第10話 失格

 昔の夢を見た朝は、懐かしい気持ちだけがぼんやりと残る。さほど良い記憶でもないはずなのに。

 頭が動き始めると、昨日のことが徐々に思い出され始める。ああ、現実って、こんな感じだっけ。いっそ夢の方が楽だった気がして、もう一度布団に入るが、外が騒がしくて数分も経たずに目が覚めてしまった。

 なんだろう、何か事件でも起こったのかな。そう思って軽く身支度して、ドアを開けてしまったのは失敗だった。


 騒ぎの原因は私だった。きっとラバーズが吹聴したのだろう。ドアの前には軽い人だかりが出来ていた。

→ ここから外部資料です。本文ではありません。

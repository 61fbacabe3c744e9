//! The two report workflows.
//!
//! Both write their report progressively to a caller-supplied writer (stdout
//! in the binaries) and turn remote failures into printed messages. Only
//! configuration errors and output I/O errors are returned as `Err`.

pub mod contributions;
pub mod structure;

/// Material both reports are about.
pub const TARGET_MATERIAL_ID: &str = "mp-126";

/// Render names the way the reports list them: `['id', 'formula']`.
pub(crate) fn name_list<S: AsRef<str>>(names: &[S]) -> String {
    let quoted: Vec<String> = names.iter().map(|n| format!("'{}'", n.as_ref())).collect();
    format!("[{}]", quoted.join(", "))
}

pub use contributions::{ContributionSet, QuerySource, fetch_contributions, run_contributions};
pub use structure::{StructureOutcome, failure_line, fetch_structure, run_structure};
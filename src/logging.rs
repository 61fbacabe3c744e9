use tracing_subscriber::EnvFilter;

/// Default filter when `RUST_LOG` is unset.
pub const DEFAULT_FILTER: &str = "warn";

/// Install a stderr fmt subscriber filtered by `RUST_LOG`.
///
/// Safe to call more than once; later calls are no-ops.
pub fn init() {
    let filter = EnvFilter::try_from_default_env().unwrap_or_else(|_| EnvFilter::new(DEFAULT_FILTER));
    let _ = tracing_subscriber::fmt()
        .with_env_filter(filter)
        .with_writer(std::io::stderr)
        .with_target(false)
        .try_init();
}
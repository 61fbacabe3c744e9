use std::io::Write;

use super::name_list;
use crate::config::Config;
use crate::error::{Error, Result};
use crate::materials::{MaterialSummary, StructureSession};
use crate::structure::Structure;

const MAX_LISTED_SITES: usize = 10;

/// Result of one structure retrieval. Failures are already reported to the
/// writer when this is returned.
#[derive(Debug)]
pub enum StructureOutcome {
    Found(Structure),
    NotFound,
    Failed(Error),
}

/// Message printed when the report cannot be produced.
pub fn failure_line(e: &Error) -> String {
    format!("Error fetching structure: {e}")
}

/// Load configuration, open a session, and run [`fetch_structure`].
///
/// Configuration errors are returned before `open` is called.
pub fn run_structure<S, L, F, W>(
    load_config: L,
    open: F,
    material_id: &str,
    out: &mut W,
) -> Result<StructureOutcome>
where
    S: StructureSession,
    L: FnOnce() -> Result<Config>,
    F: FnOnce(&Config) -> Result<S>,
    W: Write,
{
    let config = load_config()?;
    let session = match open(&config) {
        Ok(s) => s,
        Err(e) => {
            tracing::warn!("cannot open structure session: {e}");
            writeln!(out, "{}", failure_line(&e))?;
            return Ok(StructureOutcome::Failed(e));
        }
    };
    fetch_structure(session, material_id, out)
}

/// Retrieve and print one structure.
///
/// Takes the session by value; it is released when this returns, on every
/// path.
pub fn fetch_structure<S, W>(session: S, material_id: &str, out: &mut W) -> Result<StructureOutcome>
where
    S: StructureSession,
    W: Write,
{
    let structure = match session.get_structure_by_material_id(material_id) {
        Ok(Some(s)) => s,
        Ok(None) => {
            writeln!(out, "No structure data found for {material_id}")?;
            return Ok(StructureOutcome::NotFound);
        }
        Err(e) => {
            tracing::warn!(material_id, "structure retrieval failed: {e}");
            writeln!(out, "{}", failure_line(&e))?;
            return Ok(StructureOutcome::Failed(e));
        }
    };

    let summary = match session.get_material_summary(material_id) {
        Ok(s) => s,
        Err(e) => {
            tracing::warn!(material_id, "material summary unavailable: {e}");
            None
        }
    };

    write_structure(out, material_id, &structure, summary.as_ref())?;
    Ok(StructureOutcome::Found(structure))
}

/// Print the structure report: composition, symmetry, lattice, sites.
pub fn write_structure<W: Write>(
    out: &mut W,
    material_id: &str,
    structure: &Structure,
    summary: Option<&MaterialSummary>,
) -> Result<()> {
    let composition = structure.composition();
    let n_sites = structure.sites.len();

    writeln!(out, "Crystal structure for {material_id}:")?;
    writeln!(out, "Formula: {}", composition.reduced_formula())?;
    writeln!(out, "Number of sites: {n_sites}")?;
    writeln!(out, "Elements: {}", name_list(&composition.elements()))?;

    match structure.space_group_info() {
        Ok((symbol, number)) => {
            writeln!(out, "Space group symbol: {symbol}")?;
            writeln!(out, "Space group number: {number}")?;
        }
        Err(e) => {
            tracing::debug!("{e}");
            writeln!(out, "Space group info not available")?;
        }
    }

    let lattice = &structure.lattice;
    writeln!(out, "\nLattice parameters:")?;
    writeln!(out, "  a = {:.4} Å", lattice.a())?;
    writeln!(out, "  b = {:.4} Å", lattice.b())?;
    writeln!(out, "  c = {:.4} Å", lattice.c())?;
    writeln!(out, "  α = {:.2}°", lattice.alpha())?;
    writeln!(out, "  β = {:.2}°", lattice.beta())?;
    writeln!(out, "  γ = {:.2}°", lattice.gamma())?;
    writeln!(out, "  Volume = {:.4} Å³", lattice.volume())?;

    writeln!(out, "\nStructure contains {n_sites} atomic sites:")?;
    for (i, site) in structure.sites.iter().take(MAX_LISTED_SITES).enumerate() {
        let [x, y, z] = site.xyz;
        writeln!(
            out,
            "  Site {}: {} at [{x:.4}, {y:.4}, {z:.4}]",
            i + 1,
            site.species_label()
        )?;
    }
    if n_sites > MAX_LISTED_SITES {
        writeln!(out, "  ... and {} more sites", n_sites - MAX_LISTED_SITES)?;
    }

    if let Some(s) = summary {
        if let Some(e) = s.formation_energy_per_atom {
            writeln!(out, "\nFormation energy per atom: {e:.4} eV/atom")?;
        }
        if let Some(g) = s.band_gap {
            writeln!(out, "Band gap: {g:.4} eV")?;
        }
        if let Some(e) = s.energy_per_atom {
            writeln!(out, "Energy per atom: {e:.4} eV/atom")?;
        }
    }
    Ok(())
}

#[cfg(test)]
mod tests {
    use std::cell::Cell;
    use std::rc::Rc;

    use super::*;
    use crate::structure::tests::fcc_pt;
    use crate::structure::{Lattice, Site, Symmetry};

    enum Reply {
        Structure(Structure),
        Empty,
        Fail(&'static str),
    }

    /// Session stub that records calls and its own release.
    struct StubSession {
        reply: Option<Reply>,
        summary: Option<MaterialSummary>,
        calls: Rc<Cell<usize>>,
        released: Rc<Cell<bool>>,
    }

    impl StubSession {
        fn new(reply: Reply) -> Self {
            Self {
                reply: Some(reply),
                summary: None,
                calls: Rc::new(Cell::new(0)),
                released: Rc::new(Cell::new(false)),
            }
        }
    }

    impl Drop for StubSession {
        fn drop(&mut self) {
            self.released.set(true);
        }
    }

    impl StructureSession for StubSession {
        fn get_structure_by_material_id(&self, _id: &str) -> Result<Option<Structure>> {
            self.calls.set(self.calls.get() + 1);
            match &self.reply {
                Some(Reply::Structure(s)) => Ok(Some(s.clone())),
                Some(Reply::Empty) | None => Ok(None),
                Some(Reply::Fail(msg)) => Err(Error::Api {
                    status: 500,
                    message: msg.to_string(),
                }),
            }
        }

        fn get_material_summary(&self, _id: &str) -> Result<Option<MaterialSummary>> {
            Ok(self.summary.clone())
        }
    }

    fn chain(n: usize) -> Structure {
        let lattice = Lattice::from_parameters(2.0 * n as f64, 5.0, 5.0, 90.0, 90.0, 90.0);
        let sites = (0..n)
            .map(|i| {
                let f = [i as f64 / n as f64, 0.0, 0.0];
                Site::new(if i % 2 == 0 { "Pt" } else { "Ni" }, lattice.cartesian(f), f)
            })
            .collect();
        Structure::new(lattice, sites)
    }

    fn report(session: StubSession) -> (StructureOutcome, String) {
        let mut out = Vec::new();
        let outcome = fetch_structure(session, "mp-126", &mut out).unwrap();
        (outcome, String::from_utf8(out).unwrap())
    }

    #[test]
    fn lists_ten_sites_and_remainder() {
        let (outcome, text) = report(StubSession::new(Reply::Structure(chain(13))));
        assert!(matches!(outcome, StructureOutcome::Found(_)));
        assert_eq!(text.matches("  Site ").count(), 10);
        assert!(text.contains("  Site 10: Ni at"));
        assert!(!text.contains("  Site 11:"));
        assert!(text.contains("  ... and 3 more sites"));
        assert!(text.contains("Structure contains 13 atomic sites:"));
    }

    #[test]
    fn short_structures_list_every_site() {
        for n in [1, 10] {
            let (_, text) = report(StubSession::new(Reply::Structure(chain(n))));
            assert_eq!(text.matches("  Site ").count(), n);
            assert!(!text.contains("more sites"));
        }
    }

    #[test]
    fn full_report_for_fcc_pt() {
        let structure = fcc_pt().with_symmetry(Symmetry {
            symbol: Some("Fm-3m".into()),
            number: Some(225),
            crystal_system: Some("Cubic".into()),
        });
        let mut session = StubSession::new(Reply::Structure(structure));
        session.summary = Some(MaterialSummary {
            formation_energy_per_atom: Some(0.0),
            band_gap: Some(0.0),
            energy_per_atom: None,
        });
        let (_, text) = report(session);

        assert!(text.contains("Crystal structure for mp-126:"));
        assert!(text.contains("Formula: Pt\n"));
        assert!(text.contains("Number of sites: 4"));
        assert!(text.contains("Elements: ['Pt']"));
        assert!(text.contains("Space group symbol: Fm-3m"));
        assert!(text.contains("Space group number: 225"));
        assert!(text.contains("  a = 3.9242 Å"));
        assert!(text.contains("  α = 90.00°"));
        assert!(text.contains("  Volume = 60.4301 Å³"));
        assert!(text.contains("  Site 2: Pt at [1.9621, 1.9621, 0.0000]"));
        assert!(text.contains("Formation energy per atom: 0.0000 eV/atom"));
        assert!(text.contains("Band gap: 0.0000 eV"));
        assert!(!text.contains("Energy per atom:"));
    }

    #[test]
    fn space_group_failure_keeps_rest_of_report() {
        let (outcome, text) = report(StubSession::new(Reply::Structure(chain(12))));
        assert!(matches!(outcome, StructureOutcome::Found(_)));
        assert!(text.contains("Space group info not available"));
        assert!(!text.contains("Space group symbol"));
        assert!(text.contains("Lattice parameters:"));
        assert!(text.contains("  Volume = "));
        assert_eq!(text.matches("  Site ").count(), 10);
        assert!(text.contains("  ... and 2 more sites"));
    }

    #[test]
    fn retrieval_error_is_printed_and_session_released() {
        let session = StubSession::new(Reply::Fail("upstream timeout"));
        let released = Rc::clone(&session.released);
        let (outcome, text) = report(session);

        assert!(matches!(outcome, StructureOutcome::Failed(_)));
        assert!(text.contains("Error fetching structure: api error (500): upstream timeout"));
        assert!(released.get());
    }

    #[test]
    fn not_found_is_not_an_error() {
        let session = StubSession::new(Reply::Empty);
        let released = Rc::clone(&session.released);
        let (outcome, text) = report(session);

        assert!(matches!(outcome, StructureOutcome::NotFound));
        assert_eq!(text, "No structure data found for mp-126\n");
        assert!(released.get());
    }

    #[test]
    fn missing_credential_never_opens_session() {
        let opened = Cell::new(false);
        let mut out = Vec::new();
        let err = run_structure(
            || Config::from_lookup(|_| None),
            |_| {
                opened.set(true);
                Ok(StubSession::new(Reply::Empty))
            },
            "mp-126",
            &mut out,
        )
        .unwrap_err();

        assert!(matches!(err, Error::MissingApiKey(_)));
        assert_eq!(
            failure_line(&err),
            "Error fetching structure: MP_API_KEY not found in environment variables"
        );
        assert!(!opened.get());
        assert!(out.is_empty());
    }

    #[test]
    fn run_queries_once_and_releases() {
        let session = StubSession::new(Reply::Structure(fcc_pt()));
        let calls = Rc::clone(&session.calls);
        let released = Rc::clone(&session.released);
        let mut out = Vec::new();

        let outcome = run_structure(
            || Config::from_lookup(|k| (k == "MP_API_KEY").then(|| "key".into())),
            move |_| Ok(session),
            "mp-126",
            &mut out,
        )
        .unwrap();

        assert!(matches!(outcome, StructureOutcome::Found(_)));
        assert_eq!(calls.get(), 1);
        assert!(released.get());
    }
}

「おい、ここ最近なんか変だぞ!「化物が出るって本当か?」「祠の管理はどうなってるんだ!」

 一度に話しかけないでほしい。


「いや、私はちゃんと...」


 全部言い返す前に、次の言葉が飛んでくる。


「ったく、祠の管理ってのはこういう変なことが起きないための仕事だろ!」「お前は管理者として失格だな」「祠の管理しかできないくせに、それすらまともに出来ねぇのか!?」


 言い返す前に、問い詰めないで欲しい。ほら、言葉が出なくなった。ええと、なんて言おうとしたんだっけ、頭が真っ白になってくる。


「えっと、私は....」


 ぽつりと、頬が濡れた。

 あれ?焦って涙が出たのかな。


 そう思っていると、手のひらや、腕にも水滴が落ち始める。


 雨だ。雨が降り始めた。

 そして間髪なく、目の前にツユが現れた。ツユは、人々の方を向いていた。


「はいはーい!町のみなさんはじめましてー!」


「今水みたいなの降ってるの、わかりますか?」


「誰だこいつ。」「そうだ、最近水が降るんだ。」「どうなってるんだ?」

 どよめきと、軽いパニックが起こり始める。


「これですか?これは、雨っていいます!」

 火に油を注いだ様に、町の人のざわめきが勢いを増して行く。


「そうそう!「災い」が云々的なアレで合ってます!」

 ツユは平気な顔で言葉を続ける。


「全部僕が降らせてます!」


 ここまで言ったところで、ざわめきは一部怒号に変わっていた。みんなが叫んでいる中、誰かがボソッと、


「じゃあ、ロセアちゃんは...」


 とつぶやく。

 その一言を、ツユは見逃さなかった。


「そうです!この子は無実!」


 大勢の視線が再び私に向く。急にベクトルが向けられ、私はビクッとする。


「この子は無実で!世界の味方です!だって祠の管理者なんでしょ?」


「という訳で、敵の僕が連れてっちゃいますね〜」


 そう言うと、ツユは私の肩に手を置いた。目の前の景色が変わる。昨日訪れた小屋の前だ。


 ツユの方を見ると、今日はあっさりと目が合った。そして、どうしたの?とでも言いたげな顔で、首を傾ける。

 尋ねたいのは私の方だ。


「ツユちゃん...!どうして?」


「いやーごめんごめん。でもあれ以降装置は動かして無いよ。」


「僕が昨日の夜、中途半端に雨を降らせたせいで、昨晩に降る予定だった雪のタイミングがずれたんだ。」


「きっとその雪が今になって、雨としてちょっと降ったんだよ。」


「だからほら、もう少しで止むよ。」


「そうじゃなくて!どうして庇ってくれたんですか?私は敵なのに。私に協力する必要なんて無いのに。」


 そうだ。こいつは敵だ。睨みつけようとして目を細めると視界がぼやけ、溜まっていた涙が頬をすべり落ちる。


 悔しいことに、町の人たちが言っていることは何も間違って居なかった。


 私は祠の管理者失格だ。目の前の問題から逃げて、敵に連れ去られているのに、そのことが堪らなく嬉しくて、安心して、涙が止まらなくなっている。